Your goal.
For the entries below, report every line that includes the word "sessions".

Data under study.
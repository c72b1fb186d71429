//! Chat Directory
//!
//! Maps an unordered pair of users to the id of the private chat they share.

use async_trait::async_trait;
use dashmap::DashMap;

use crate::domain::{PeerKey, PeerKeyResolver, UserId};

/// In-memory pair -> chat id table.
///
/// Status events are keyed by chat id because that is how the web client
/// indexes its conversation list. Users without a shared chat are keyed by the
/// subject's own user id.
#[derive(Debug, Default)]
pub struct InMemoryChatDirectory {
    chats: DashMap<(UserId, UserId), i64>,
}

impl InMemoryChatDirectory {
    pub fn new() -> Self {
        Self::default()
    }

    /// Record the chat shared by `a` and `b`
    pub fn link(&self, a: UserId, b: UserId, chat_id: i64) {
        self.chats.insert(pair(a, b), chat_id);
    }

    /// Chat shared by `a` and `b`, in either order
    pub fn chat_id(&self, a: UserId, b: UserId) -> Option<i64> {
        self.chats.get(&pair(a, b)).map(|entry| *entry.value())
    }
}

fn pair(a: UserId, b: UserId) -> (UserId, UserId) {
    if a <= b {
        (a, b)
    } else {
        (b, a)
    }
}

#[async_trait]
impl PeerKeyResolver for InMemoryChatDirectory {
    async fn peer_key(&self, subject: UserId, peer: UserId) -> PeerKey {
        self.chat_id(subject, peer).unwrap_or(subject.as_i64())
    }
}
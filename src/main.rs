//! # Social Fan-out Server
//!
//! Real-time delivery core of a social network.
//!
//! This is the application entry point that initializes:
//! - Tracing/logging subsystem
//! - Configuration loading
//! - HTTP/WebSocket server

use anyhow::Result;
use tracing::info;

use social_fanout::config::Settings;
use social_fanout::presentation::http::handlers::health::init_server_start;
use social_fanout::startup::Application;

#[tokio::main]
async fn main() -> Result<()> {
    // Initialize tracing subscriber for structured logging
    social_fanout::telemetry::init_tracing();
    init_server_start();

    info!("Starting fan-out server...");

    // Load configuration from environment and config files
    let settings = Settings::load()?;
    info!(
        host = %settings.server.host,
        port = %settings.server.port,
        environment = %settings.environment,
        "Configuration loaded"
    );

    // Build and run the application
    let application = Application::build(settings).await?;

    info!("Server ready to accept connections");
    application.run_until_stopped().await?;

    info!("Server stopped");
    Ok(())
}
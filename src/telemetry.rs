//! Telemetry and Observability
//!
//! Structured logging setup.

use tracing_subscriber::{
    fmt,
    layer::SubscriberExt,
    util::SubscriberInitExt,
    EnvFilter,
};

/// Initialize tracing subscriber
pub fn init_tracing() {
    let env_filter = EnvFilter::try_from_default_env()
        .unwrap_or_else(|_| EnvFilter::new("info,social_fanout=debug,tower_http=debug"));

    let fmt_layer = fmt::layer()
        .with_target(true)
        .with_thread_ids(true)
        .with_file(true)
        .with_line_number(true);

    tracing_subscriber::registry()
        .with(env_filter)
        .with(fmt_layer)
        .init();

    tracing::info!("Tracing initialized");
}
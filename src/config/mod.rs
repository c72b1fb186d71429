//! # Configuration Module
//!
//! This module handles application configuration loading and management.
//! Configuration can be loaded from:
//! - Environment variables (prefixed with APP__)
//! - Configuration files (config/default.toml, config/{environment}.toml)
//! - .env files (via dotenvy)
//!
//! ## Usage
//!
//! ```rust,ignore
//! use social_fanout::config::Settings;
//!
//! let settings = Settings::load()?;
//! println!("Server will listen on {}:{}", settings.server.host, settings.server.port);
//! ```

mod settings;

pub use settings::*;
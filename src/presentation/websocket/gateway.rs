//! WebSocket Gateway
//!
//! Owns the connection registry and routes events to live connections. HTTP
//! handlers call the `push_*` methods after committing their write; every
//! push is fire-and-forget and never waits on a socket.

use std::sync::Arc;

use serde::Serialize;
use serde_json::Value;

use super::connection::Connection;
use super::inbound::{IgnoreInbound, InboundHandler};
use super::messages::{Envelope, NotificationKind, PresenceStatus};
use super::presence::PresenceTracker;
use super::registry::{ConnectionRegistry, Transition};
use crate::domain::{PeerKeyResolver, SessionId, UserId};
use crate::infrastructure::metrics;

/// Default per-connection send queue capacity
pub const DEFAULT_QUEUE_CAPACITY: usize = 10;

/// Live-connection registry plus fan-out router
pub struct Gateway {
    registry: ConnectionRegistry,
    presence: PresenceTracker,
    inbound: Arc<dyn InboundHandler>,
    queue_capacity: usize,
}

impl Gateway {
    pub fn new(peers: Arc<dyn PeerKeyResolver>, queue_capacity: usize) -> Self {
        Self {
            registry: ConnectionRegistry::new(),
            presence: PresenceTracker::new(peers),
            inbound: Arc::new(IgnoreInbound),
            queue_capacity: queue_capacity.max(1),
        }
    }

    /// Replace the handler receiving inbound client frames
    pub fn with_inbound_handler(mut self, handler: Arc<dyn InboundHandler>) -> Self {
        self.inbound = handler;
        self
    }

    pub fn registry(&self) -> &ConnectionRegistry {
        &self.registry
    }

    pub(crate) fn inbound(&self) -> &dyn InboundHandler {
        self.inbound.as_ref()
    }

    // --- Connection lifecycle ---

    /// Create a connection for an authenticated session, not yet registered
    pub fn open_connection(&self, user_id: UserId, session_id: SessionId) -> Arc<Connection> {
        Arc::new(Connection::new(user_id, session_id, self.queue_capacity))
    }

    /// Register a connection and announce the user online if it is their first
    pub async fn connect(&self, connection: &Arc<Connection>) {
        let _gate = self.presence.gate().await;
        let transition = self.registry.register(connection.clone());
        connection.mark_open();
        self.publish_counts();

        tracing::info!(
            user_id = %connection.user_id(),
            session_id = %connection.session_id(),
            connection_id = %connection.id(),
            "Connection registered"
        );

        if transition == Transition::Online {
            self.presence
                .broadcast_online_status(&self.registry, connection.user_id(), PresenceStatus::Online)
                .await;
        }
    }

    /// Tear a connection down exactly once.
    ///
    /// Safe to call from the dispatcher, the reader and shutdown concurrently;
    /// only the first call unregisters and, if the user has no connection
    /// left, announces them offline.
    pub async fn disconnect(&self, connection: &Connection) {
        if !connection.close() {
            return;
        }

        let _gate = self.presence.gate().await;
        let transition = self.registry.unregister(connection);
        self.publish_counts();

        tracing::info!(
            user_id = %connection.user_id(),
            session_id = %connection.session_id(),
            connection_id = %connection.id(),
            "Connection unregistered"
        );

        if transition == Transition::Offline {
            self.presence
                .broadcast_online_status(&self.registry, connection.user_id(), PresenceStatus::Offline)
                .await;
        }
    }

    /// Close every connection opened by one login session (logout).
    ///
    /// The user's other sessions stay connected; they go offline only if this
    /// session held their last connection. Returns the number closed.
    pub async fn disconnect_session(&self, user_id: UserId, session_id: &SessionId) -> usize {
        let connections: Vec<_> = self
            .registry
            .connections_for(user_id)
            .into_iter()
            .filter(|connection| connection.session_id() == session_id)
            .collect();

        for connection in &connections {
            self.disconnect(connection).await;
        }

        tracing::info!(
            user_id = %user_id,
            session_id = %session_id,
            closed = connections.len(),
            "Session logged out"
        );
        connections.len()
    }

    /// Close every live connection (process shutdown)
    pub async fn shutdown(&self) {
        let connections = self.registry.all_connections();
        tracing::info!(connections = connections.len(), "Closing all connections");
        for connection in connections {
            self.disconnect(&connection).await;
        }
    }

    // --- Fan-out ---

    /// Queue an envelope on every live connection of `user_id`.
    ///
    /// Returns how many connections accepted it; zero when the user is offline.
    pub fn push_to_user(&self, user_id: UserId, envelope: Envelope) -> usize {
        self.push_filtered(user_id, envelope, |_| true)
    }

    /// Deliver a chat payload to every session of `user_id` except `exclude_session`
    pub fn push_message<P>(
        &self,
        exclude_session: Option<&SessionId>,
        user_id: UserId,
        payload: &P,
    ) -> usize
    where
        P: Serialize + ?Sized,
    {
        let Some(payload) = to_payload(payload, "chat") else {
            return 0;
        };
        self.push_filtered(user_id, Envelope::Chat { payload }, |connection| {
            exclude_session != Some(connection.session_id())
        })
    }

    /// Deliver a notification event to all of a user's sessions
    pub fn push_notification<P>(&self, kind: NotificationKind, user_id: UserId, payload: &P) -> usize
    where
        P: Serialize + ?Sized,
    {
        let Some(payload) = to_payload(payload, "notifications") else {
            return 0;
        };
        self.push_to_user(user_id, Envelope::notification(kind, user_id, payload))
    }

    /// Announce a newly created post to the author's sessions
    pub fn push_new_post<P>(&self, user_id: UserId, payload: &P) -> usize
    where
        P: Serialize + ?Sized,
    {
        let Some(payload) = to_payload(payload, "new-post") else {
            return 0;
        };
        self.push_to_user(user_id, Envelope::NewPost { payload })
    }

    /// Announce a newly created chat to a participant's sessions
    pub fn push_new_chat<P>(&self, user_id: UserId, payload: &P) -> usize
    where
        P: Serialize + ?Sized,
    {
        let Some(payload) = to_payload(payload, "new-chat") else {
            return 0;
        };
        self.push_to_user(user_id, Envelope::NewChat { payload })
    }

    /// Fan a chat message out to a conversation's members.
    ///
    /// Every recipient receives the message on all sessions; when the sender
    /// is among the recipients, only the session that sent it is skipped.
    pub fn deliver_chat<P>(
        &self,
        sender_session: &SessionId,
        sender: UserId,
        recipients: &[UserId],
        payload: &P,
    ) -> usize
    where
        P: Serialize + ?Sized,
    {
        let Some(payload) = to_payload(payload, "chat") else {
            return 0;
        };
        let envelope = Arc::new(Envelope::Chat { payload });
        recipients
            .iter()
            .map(|&recipient| {
                let exclude = (recipient == sender).then_some(sender_session);
                self.enqueue_filtered(recipient, &envelope, |connection| {
                    exclude != Some(connection.session_id())
                })
            })
            .sum()
    }

    // --- Queries ---

    /// Number of open tabs of a user
    pub fn session_count_for(&self, user_id: UserId) -> usize {
        self.registry.session_count_for(user_id)
    }

    pub fn is_user_online(&self, user_id: UserId) -> bool {
        self.registry.is_online(user_id)
    }

    /// Total live connections
    pub fn connection_count(&self) -> usize {
        self.registry.connection_count()
    }

    /// Users with at least one live connection
    pub fn online_user_count(&self) -> usize {
        self.registry.user_count()
    }

    fn push_filtered<F>(&self, user_id: UserId, envelope: Envelope, include: F) -> usize
    where
        F: Fn(&Connection) -> bool,
    {
        self.enqueue_filtered(user_id, &Arc::new(envelope), include)
    }

    fn enqueue_filtered<F>(&self, user_id: UserId, envelope: &Arc<Envelope>, include: F) -> usize
    where
        F: Fn(&Connection) -> bool,
    {
        let delivered = self
            .registry
            .connections_for(user_id)
            .iter()
            .filter(|connection| include(connection))
            .filter(|connection| connection.enqueue(envelope.clone()))
            .count();

        tracing::trace!(
            user_id = %user_id,
            channel = envelope.channel(),
            delivered,
            "Pushed envelope"
        );
        delivered
    }

    fn publish_counts(&self) {
        metrics::set_live_counts(self.registry.connection_count(), self.registry.user_count());
    }
}

fn to_payload<P>(payload: &P, channel: &str) -> Option<Value>
where
    P: Serialize + ?Sized,
{
    match serde_json::to_value(payload) {
        Ok(value) => Some(value),
        Err(e) => {
            tracing::error!(channel, error = %e, "Failed to serialize push payload");
            None
        }
    }
}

Written answer.
    /// The user's other sessions stay connected; they go offline only if this
    /// Deliver a notification event to all of a user's sessions
    /// Announce a newly created post to the author's sessions
    /// Announce a newly created chat to a participant's sessions
    /// Every recipient receives the message on all sessions; when the sender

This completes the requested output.